[Data for this task Boundary: Start]

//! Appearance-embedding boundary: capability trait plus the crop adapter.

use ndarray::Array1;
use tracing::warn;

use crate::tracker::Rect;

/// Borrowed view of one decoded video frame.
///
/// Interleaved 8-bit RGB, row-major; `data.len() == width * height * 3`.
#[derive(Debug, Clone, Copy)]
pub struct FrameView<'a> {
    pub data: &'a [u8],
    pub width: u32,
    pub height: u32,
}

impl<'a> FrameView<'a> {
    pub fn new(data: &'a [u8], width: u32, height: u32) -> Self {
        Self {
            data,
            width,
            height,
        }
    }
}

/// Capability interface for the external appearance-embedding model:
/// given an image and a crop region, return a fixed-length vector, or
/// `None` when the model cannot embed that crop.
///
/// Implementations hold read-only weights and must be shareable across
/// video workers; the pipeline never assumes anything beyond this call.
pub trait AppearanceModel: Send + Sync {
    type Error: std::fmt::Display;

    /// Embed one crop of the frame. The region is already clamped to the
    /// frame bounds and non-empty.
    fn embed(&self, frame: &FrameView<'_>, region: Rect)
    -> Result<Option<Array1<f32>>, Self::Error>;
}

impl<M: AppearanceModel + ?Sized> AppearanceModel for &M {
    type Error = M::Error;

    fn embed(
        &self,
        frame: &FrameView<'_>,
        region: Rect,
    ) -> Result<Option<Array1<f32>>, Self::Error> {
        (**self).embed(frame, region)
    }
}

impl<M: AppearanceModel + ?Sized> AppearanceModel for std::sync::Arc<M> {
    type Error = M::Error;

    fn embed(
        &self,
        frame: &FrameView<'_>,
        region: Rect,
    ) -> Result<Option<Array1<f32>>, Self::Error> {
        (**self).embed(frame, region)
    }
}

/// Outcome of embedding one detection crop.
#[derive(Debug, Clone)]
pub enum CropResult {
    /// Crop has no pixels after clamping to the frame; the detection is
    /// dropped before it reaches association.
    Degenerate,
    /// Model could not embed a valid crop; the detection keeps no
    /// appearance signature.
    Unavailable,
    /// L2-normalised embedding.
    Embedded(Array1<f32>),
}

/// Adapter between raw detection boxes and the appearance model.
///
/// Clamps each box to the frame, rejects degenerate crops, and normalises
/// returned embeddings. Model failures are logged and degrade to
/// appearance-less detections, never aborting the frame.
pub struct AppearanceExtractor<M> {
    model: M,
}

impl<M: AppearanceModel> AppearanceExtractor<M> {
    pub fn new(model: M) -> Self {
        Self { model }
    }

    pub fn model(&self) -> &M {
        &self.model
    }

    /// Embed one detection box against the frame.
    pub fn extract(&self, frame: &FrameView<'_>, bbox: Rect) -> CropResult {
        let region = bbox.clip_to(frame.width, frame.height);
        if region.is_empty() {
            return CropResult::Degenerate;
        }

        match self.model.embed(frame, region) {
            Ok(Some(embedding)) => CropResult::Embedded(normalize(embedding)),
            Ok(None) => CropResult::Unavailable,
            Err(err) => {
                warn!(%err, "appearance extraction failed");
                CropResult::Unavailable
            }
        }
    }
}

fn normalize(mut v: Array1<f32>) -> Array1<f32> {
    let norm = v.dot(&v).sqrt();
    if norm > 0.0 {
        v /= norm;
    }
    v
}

[Data for this task Boundary: End]

[What is required] Copy all data exactly, start to finish.

[Problem solution]
//! Appearance-embedding boundary: capability trait plus the crop adapter.

use ndarray::Array1;
use tracing::warn;

use crate::tracker::Rect;

/// Borrowed view of one decoded video frame.
///
/// Interleaved 8-bit RGB, row-major; `data.len() == width * height * 3`.
#[derive(Debug, Clone, Copy)]
pub struct FrameView<'a> {
    pub data: &'a [u8],
    pub width: u32,
    pub height: u32,
}

impl<'a> FrameView<'a> {
    pub fn new(data: &'a [u8], width: u32, height: u32) -> Self {
        Self {
            data,
            width,
            height,
        }
    }
}

/// Capability interface for the external appearance-embedding model:
/// given an image and a crop region, return a fixed-length vector, or
/// `None` when the model cannot embed that crop.
///
/// Implementations hold read-only weights and must be shareable across
/// video workers; the pipeline never assumes anything beyond this call.
pub trait AppearanceModel: Send + Sync {
    type Error: std::fmt::Display;

    /// Embed one crop of the frame. The region is already clamped to the
    /// frame bounds and non-empty.
    fn embed(&self, frame: &FrameView<'_>, region: Rect)
    -> Result<Option<Array1<f32>>, Self::Error>;
}

impl<M: AppearanceModel + ?Sized> AppearanceModel for &M {
    type Error = M::Error;

    fn embed(
        &self,
        frame: &FrameView<'_>,
        region: Rect,
    ) -> Result<Option<Array1<f32>>, Self::Error> {
        (**self).embed(frame, region)
    }
}

impl<M: AppearanceModel + ?Sized> AppearanceModel for std::sync::Arc<M> {
    type Error = M::Error;

    fn embed(
        &self,
        frame: &FrameView<'_>,
        region: Rect,
    ) -> Result<Option<Array1<f32>>, Self::Error> {
        (**self).embed(frame, region)
    }
}

/// Outcome of embedding one detection crop.
#[derive(Debug, Clone)]
pub enum CropResult {
    /// Crop has no pixels after clamping to the frame; the detection is
    /// dropped before it reaches association.
    Degenerate,
    /// Model could not embed a valid crop; the detection keeps no
    /// appearance signature.
    Unavailable,
    /// L2-normalised embedding.
    Embedded(Array1<f32>),
}

/// Adapter between raw detection boxes and the appearance model.
///
/// Clamps each box to the frame, rejects degenerate crops, and normalises
/// returned embeddings. Model failures are logged and degrade to
/// appearance-less detections, never aborting the frame.
pub struct AppearanceExtractor<M> {
    model: M,
}

impl<M: AppearanceModel> AppearanceExtractor<M> {
    pub fn new(model: M) -> Self {
        Self { model }
    }

    pub fn model(&self) -> &M {
        &self.model
    }

    /// Embed one detection box against the frame.
    pub fn extract(&self, frame: &FrameView<'_>, bbox: Rect) -> CropResult {
        let region = bbox.clip_to(frame.width, frame.height);
        if region.is_empty() {
            return CropResult::Degenerate;
        }

        match self.model.embed(frame, region) {
            Ok(Some(embedding)) => CropResult::Embedded(normalize(embedding)),
            Ok(None) => CropResult::Unavailable,
            Err(err) => {
                warn!(%err, "appearance extraction failed");
                CropResult::Unavailable
            }
        }
    }
}

fn normalize(mut v: Array1<f32>) -> Array1<f32> {
    let norm = v.dot(&v).sqrt();
    if norm > 0.0 {
        v /= norm;
    }
    v
}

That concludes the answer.